## Brief
Return a copy of every line in the records that includes the word "WifiScanResult".

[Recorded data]
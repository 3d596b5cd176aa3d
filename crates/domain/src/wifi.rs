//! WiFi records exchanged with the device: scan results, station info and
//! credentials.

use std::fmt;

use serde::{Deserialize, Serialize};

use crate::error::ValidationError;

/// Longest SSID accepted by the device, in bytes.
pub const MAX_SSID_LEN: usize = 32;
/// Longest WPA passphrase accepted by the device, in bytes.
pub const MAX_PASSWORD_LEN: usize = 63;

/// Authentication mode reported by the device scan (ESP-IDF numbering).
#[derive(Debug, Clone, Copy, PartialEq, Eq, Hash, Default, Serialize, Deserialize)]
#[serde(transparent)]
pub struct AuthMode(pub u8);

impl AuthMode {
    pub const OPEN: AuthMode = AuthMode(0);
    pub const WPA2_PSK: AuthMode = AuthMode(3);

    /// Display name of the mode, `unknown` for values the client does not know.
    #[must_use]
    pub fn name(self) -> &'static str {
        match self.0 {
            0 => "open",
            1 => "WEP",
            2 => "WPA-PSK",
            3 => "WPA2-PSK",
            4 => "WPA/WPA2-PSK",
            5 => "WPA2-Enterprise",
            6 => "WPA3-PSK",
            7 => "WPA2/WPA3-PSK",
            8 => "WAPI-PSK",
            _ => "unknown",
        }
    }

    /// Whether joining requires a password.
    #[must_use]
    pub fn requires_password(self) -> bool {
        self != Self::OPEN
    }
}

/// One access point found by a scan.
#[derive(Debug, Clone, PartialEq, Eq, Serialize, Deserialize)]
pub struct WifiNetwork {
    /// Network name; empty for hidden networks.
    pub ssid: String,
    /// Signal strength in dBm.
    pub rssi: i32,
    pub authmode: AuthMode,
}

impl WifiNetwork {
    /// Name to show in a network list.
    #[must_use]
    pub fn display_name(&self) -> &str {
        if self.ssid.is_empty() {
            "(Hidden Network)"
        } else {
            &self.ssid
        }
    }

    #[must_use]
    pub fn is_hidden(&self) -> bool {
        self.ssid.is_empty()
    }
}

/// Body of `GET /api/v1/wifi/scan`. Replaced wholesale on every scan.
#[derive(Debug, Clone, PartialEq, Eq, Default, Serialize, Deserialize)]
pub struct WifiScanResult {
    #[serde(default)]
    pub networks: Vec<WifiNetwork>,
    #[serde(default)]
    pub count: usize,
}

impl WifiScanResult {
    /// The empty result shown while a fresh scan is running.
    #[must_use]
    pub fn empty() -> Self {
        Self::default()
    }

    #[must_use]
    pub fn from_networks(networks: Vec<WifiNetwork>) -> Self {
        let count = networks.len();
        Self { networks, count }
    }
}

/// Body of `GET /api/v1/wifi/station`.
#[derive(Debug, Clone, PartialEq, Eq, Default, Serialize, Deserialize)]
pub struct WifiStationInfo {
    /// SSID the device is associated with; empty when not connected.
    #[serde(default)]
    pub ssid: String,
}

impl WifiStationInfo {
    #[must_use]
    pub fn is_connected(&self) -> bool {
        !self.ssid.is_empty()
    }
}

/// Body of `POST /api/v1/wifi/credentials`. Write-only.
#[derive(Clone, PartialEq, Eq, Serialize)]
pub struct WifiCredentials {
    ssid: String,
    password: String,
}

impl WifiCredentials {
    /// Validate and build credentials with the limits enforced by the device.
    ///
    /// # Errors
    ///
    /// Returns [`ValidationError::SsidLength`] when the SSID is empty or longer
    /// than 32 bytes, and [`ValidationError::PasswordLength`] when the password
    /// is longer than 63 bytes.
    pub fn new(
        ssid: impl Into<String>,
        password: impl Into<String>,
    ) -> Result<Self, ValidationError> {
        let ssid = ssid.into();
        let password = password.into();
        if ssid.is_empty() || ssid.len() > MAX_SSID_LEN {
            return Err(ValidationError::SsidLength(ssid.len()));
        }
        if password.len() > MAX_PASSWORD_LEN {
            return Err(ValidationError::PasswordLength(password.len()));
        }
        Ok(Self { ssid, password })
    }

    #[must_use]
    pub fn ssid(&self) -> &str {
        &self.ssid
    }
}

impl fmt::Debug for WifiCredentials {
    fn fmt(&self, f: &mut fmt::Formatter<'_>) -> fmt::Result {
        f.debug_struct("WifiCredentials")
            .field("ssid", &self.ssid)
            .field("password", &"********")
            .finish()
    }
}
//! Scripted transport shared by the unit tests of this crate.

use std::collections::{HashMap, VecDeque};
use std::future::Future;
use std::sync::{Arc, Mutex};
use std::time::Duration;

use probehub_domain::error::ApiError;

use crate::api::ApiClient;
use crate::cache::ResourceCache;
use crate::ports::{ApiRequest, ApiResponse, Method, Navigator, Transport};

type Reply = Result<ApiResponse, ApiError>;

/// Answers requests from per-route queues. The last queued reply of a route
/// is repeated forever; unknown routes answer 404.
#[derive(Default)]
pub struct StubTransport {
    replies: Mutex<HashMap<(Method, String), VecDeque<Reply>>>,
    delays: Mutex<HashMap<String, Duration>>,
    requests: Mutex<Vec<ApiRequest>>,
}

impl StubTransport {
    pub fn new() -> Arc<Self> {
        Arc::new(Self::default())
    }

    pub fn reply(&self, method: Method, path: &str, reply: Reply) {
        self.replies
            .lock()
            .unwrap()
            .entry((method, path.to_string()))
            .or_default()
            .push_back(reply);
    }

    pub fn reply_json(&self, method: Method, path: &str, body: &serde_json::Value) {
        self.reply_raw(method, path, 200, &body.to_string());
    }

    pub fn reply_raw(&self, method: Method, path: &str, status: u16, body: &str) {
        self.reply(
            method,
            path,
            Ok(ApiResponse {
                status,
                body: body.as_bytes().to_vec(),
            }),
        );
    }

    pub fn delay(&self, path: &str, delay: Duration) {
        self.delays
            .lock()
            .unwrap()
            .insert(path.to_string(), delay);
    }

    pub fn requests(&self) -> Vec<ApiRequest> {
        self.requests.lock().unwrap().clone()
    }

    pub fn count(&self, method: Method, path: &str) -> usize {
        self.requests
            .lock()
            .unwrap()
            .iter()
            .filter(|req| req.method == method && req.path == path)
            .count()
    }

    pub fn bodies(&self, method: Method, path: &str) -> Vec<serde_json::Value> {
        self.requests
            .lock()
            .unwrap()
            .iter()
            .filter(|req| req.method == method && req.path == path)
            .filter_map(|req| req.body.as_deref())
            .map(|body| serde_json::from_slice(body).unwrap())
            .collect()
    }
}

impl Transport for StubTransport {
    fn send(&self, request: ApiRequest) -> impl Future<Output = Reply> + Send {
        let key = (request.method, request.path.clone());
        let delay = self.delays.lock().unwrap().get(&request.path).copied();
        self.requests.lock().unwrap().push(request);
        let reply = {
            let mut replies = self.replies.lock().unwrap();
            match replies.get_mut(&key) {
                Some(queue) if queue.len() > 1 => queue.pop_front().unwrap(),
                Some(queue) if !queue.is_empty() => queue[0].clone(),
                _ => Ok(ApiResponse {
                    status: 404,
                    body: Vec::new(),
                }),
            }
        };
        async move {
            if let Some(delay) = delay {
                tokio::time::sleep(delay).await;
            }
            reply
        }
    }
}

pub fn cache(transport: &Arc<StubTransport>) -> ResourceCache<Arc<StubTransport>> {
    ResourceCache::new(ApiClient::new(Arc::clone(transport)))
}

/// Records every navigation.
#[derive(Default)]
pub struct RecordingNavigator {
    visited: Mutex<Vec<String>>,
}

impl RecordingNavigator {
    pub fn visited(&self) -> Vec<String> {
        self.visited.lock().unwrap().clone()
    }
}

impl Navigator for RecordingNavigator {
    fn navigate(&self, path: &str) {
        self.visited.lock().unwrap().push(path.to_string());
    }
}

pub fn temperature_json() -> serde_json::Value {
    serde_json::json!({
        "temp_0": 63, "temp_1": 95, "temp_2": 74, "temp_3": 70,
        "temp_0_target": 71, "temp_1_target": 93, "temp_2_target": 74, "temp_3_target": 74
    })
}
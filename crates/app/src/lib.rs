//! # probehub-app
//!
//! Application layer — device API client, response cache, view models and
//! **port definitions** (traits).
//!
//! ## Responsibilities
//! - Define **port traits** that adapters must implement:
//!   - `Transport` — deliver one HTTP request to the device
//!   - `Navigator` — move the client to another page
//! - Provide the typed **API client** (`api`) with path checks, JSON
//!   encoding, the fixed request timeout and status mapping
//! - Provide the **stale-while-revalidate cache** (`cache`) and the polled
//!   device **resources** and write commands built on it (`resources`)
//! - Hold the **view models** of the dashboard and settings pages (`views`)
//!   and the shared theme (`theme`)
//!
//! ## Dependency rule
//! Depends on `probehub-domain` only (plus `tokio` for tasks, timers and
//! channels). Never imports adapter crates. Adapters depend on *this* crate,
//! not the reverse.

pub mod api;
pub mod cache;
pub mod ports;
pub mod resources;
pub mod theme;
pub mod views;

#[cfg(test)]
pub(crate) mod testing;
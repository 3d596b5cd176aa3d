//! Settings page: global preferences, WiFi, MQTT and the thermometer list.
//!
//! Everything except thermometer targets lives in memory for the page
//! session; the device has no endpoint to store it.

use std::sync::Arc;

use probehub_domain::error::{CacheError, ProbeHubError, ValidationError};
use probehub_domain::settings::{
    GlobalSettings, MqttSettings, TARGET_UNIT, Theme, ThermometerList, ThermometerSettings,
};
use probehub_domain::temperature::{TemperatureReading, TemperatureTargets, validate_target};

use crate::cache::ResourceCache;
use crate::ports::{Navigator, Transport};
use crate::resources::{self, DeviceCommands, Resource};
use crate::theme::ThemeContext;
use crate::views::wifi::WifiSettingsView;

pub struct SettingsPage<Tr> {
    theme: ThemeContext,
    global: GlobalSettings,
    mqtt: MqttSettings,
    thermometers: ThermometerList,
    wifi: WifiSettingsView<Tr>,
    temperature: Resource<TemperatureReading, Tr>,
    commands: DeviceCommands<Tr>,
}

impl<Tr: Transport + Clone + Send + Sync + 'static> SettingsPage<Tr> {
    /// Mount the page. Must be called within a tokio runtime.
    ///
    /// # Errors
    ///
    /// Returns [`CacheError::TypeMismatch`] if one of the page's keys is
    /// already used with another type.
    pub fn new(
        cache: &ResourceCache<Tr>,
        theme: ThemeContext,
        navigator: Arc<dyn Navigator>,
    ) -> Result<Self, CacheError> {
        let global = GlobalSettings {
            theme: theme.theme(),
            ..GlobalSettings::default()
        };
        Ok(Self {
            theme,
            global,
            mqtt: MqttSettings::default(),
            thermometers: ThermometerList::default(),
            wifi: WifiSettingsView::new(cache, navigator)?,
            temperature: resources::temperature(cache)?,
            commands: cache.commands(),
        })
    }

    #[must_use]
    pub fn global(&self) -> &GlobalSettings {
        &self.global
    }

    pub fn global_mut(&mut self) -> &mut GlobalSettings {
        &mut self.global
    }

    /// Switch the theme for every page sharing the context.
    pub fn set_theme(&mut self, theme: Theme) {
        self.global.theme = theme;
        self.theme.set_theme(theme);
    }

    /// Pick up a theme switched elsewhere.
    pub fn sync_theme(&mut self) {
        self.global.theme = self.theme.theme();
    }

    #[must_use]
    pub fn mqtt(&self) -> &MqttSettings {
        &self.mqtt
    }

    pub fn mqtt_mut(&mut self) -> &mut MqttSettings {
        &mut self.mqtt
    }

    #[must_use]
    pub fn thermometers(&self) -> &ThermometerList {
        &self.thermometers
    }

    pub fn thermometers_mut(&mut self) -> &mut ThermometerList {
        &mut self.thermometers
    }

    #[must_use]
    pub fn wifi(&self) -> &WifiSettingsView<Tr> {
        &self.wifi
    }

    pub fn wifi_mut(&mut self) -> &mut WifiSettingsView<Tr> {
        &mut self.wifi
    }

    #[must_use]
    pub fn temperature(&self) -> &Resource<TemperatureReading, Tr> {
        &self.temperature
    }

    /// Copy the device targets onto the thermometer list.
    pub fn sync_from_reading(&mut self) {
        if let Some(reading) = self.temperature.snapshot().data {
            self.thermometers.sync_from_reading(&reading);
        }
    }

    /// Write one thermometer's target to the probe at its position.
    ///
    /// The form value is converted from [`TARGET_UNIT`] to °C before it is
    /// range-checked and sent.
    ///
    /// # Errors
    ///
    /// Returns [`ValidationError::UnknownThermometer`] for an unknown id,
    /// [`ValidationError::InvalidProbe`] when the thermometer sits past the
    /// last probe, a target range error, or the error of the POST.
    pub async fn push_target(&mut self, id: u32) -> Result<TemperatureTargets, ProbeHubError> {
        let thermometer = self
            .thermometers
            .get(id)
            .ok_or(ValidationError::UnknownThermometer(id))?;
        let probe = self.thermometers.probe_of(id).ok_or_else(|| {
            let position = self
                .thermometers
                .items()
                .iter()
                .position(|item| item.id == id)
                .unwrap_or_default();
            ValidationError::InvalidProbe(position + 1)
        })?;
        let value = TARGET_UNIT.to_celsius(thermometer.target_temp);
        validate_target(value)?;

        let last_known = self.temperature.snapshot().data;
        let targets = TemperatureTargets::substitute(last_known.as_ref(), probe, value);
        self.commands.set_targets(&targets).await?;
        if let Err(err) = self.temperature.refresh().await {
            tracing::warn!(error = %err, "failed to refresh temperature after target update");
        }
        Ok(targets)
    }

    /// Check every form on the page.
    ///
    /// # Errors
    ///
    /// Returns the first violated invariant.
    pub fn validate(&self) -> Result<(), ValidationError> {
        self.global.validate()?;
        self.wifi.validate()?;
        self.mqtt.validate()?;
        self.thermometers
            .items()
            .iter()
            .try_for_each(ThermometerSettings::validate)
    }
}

## Answer box
pub struct WifiScanResult {
impl WifiScanResult {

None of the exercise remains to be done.